■ THE TASK
Scan the listing below. Return every line containing the string "AsyncBufRead".

■ MATERIAL TO PROCESS
------------------------------------------------------------

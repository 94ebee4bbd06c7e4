//! Observation feed: JSON lines on standard input.
//!
//! The device layer (an evdev reader, a udev monitor, or a test script)
//! writes one [`Observation`] per line:
//!
//! ```text
//! {"kind":"attached","device_id":3}
//! {"kind":"input","device_id":3,"key":{"key":57},"pressed":true}
//! {"kind":"input","device_id":4,"key":{"button":1},"pressed":false}
//! {"kind":"caps_lock","on":true}
//! {"kind":"detached","device_id":3}
//! ```
//!
//! Bad lines are logged and skipped.  End of input ends the feed.

use tokio::io::{AsyncBufRead, AsyncBufReadExt};
use tokio::sync::mpsc;
use tracing::{debug, warn};

use crate::application::agent::{Observation, ObserverEvent};

/// Parses one line; blank lines yield `None`.
pub fn parse_observation(line: &str) -> Result<Option<Observation>, serde_json::Error> {
    let line = line.trim();
    if line.is_empty() {
        return Ok(None);
    }
    serde_json::from_str(line).map(Some)
}

/// Forwards every observation read from `reader` into the agent's mailbox.
/// Returns the number of observations forwarded.
pub async fn pump<R>(reader: R, events: mpsc::Sender<ObserverEvent>) -> usize
where
    R: AsyncBufRead + Unpin,
{
    let mut lines = reader.lines();
    let mut forwarded = 0;
    loop {
        let line = match lines.next_line().await {
            Ok(Some(line)) => line,
            Ok(None) => {
                debug!(forwarded, "observation feed ended");
                return forwarded;
            }
            Err(e) => {
                warn!(error = %e, "observation feed read failed");
                return forwarded;
            }
        };
        match parse_observation(&line) {
            Ok(Some(observation)) => {
                if events.send(observation.into()).await.is_err() {
                    return forwarded;
                }
                forwarded += 1;
            }
            Ok(None) => {}
            Err(e) => warn!(error = %e, "skipping malformed observation"),
        }
    }
}
//! Application layer of the device observer.
//!
//! - **`agent`** – turns observed device input into grab-eligibility reports
//!   and caps lock changes for the grabber, and re-sends the full picture
//!   whenever the channel (re)connects.

pub mod agent;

------------------------------------------------------------

■ TASK SOLUTION
use tokio::io::{AsyncBufRead, AsyncBufReadExt};
    R: AsyncBufRead + Unpin,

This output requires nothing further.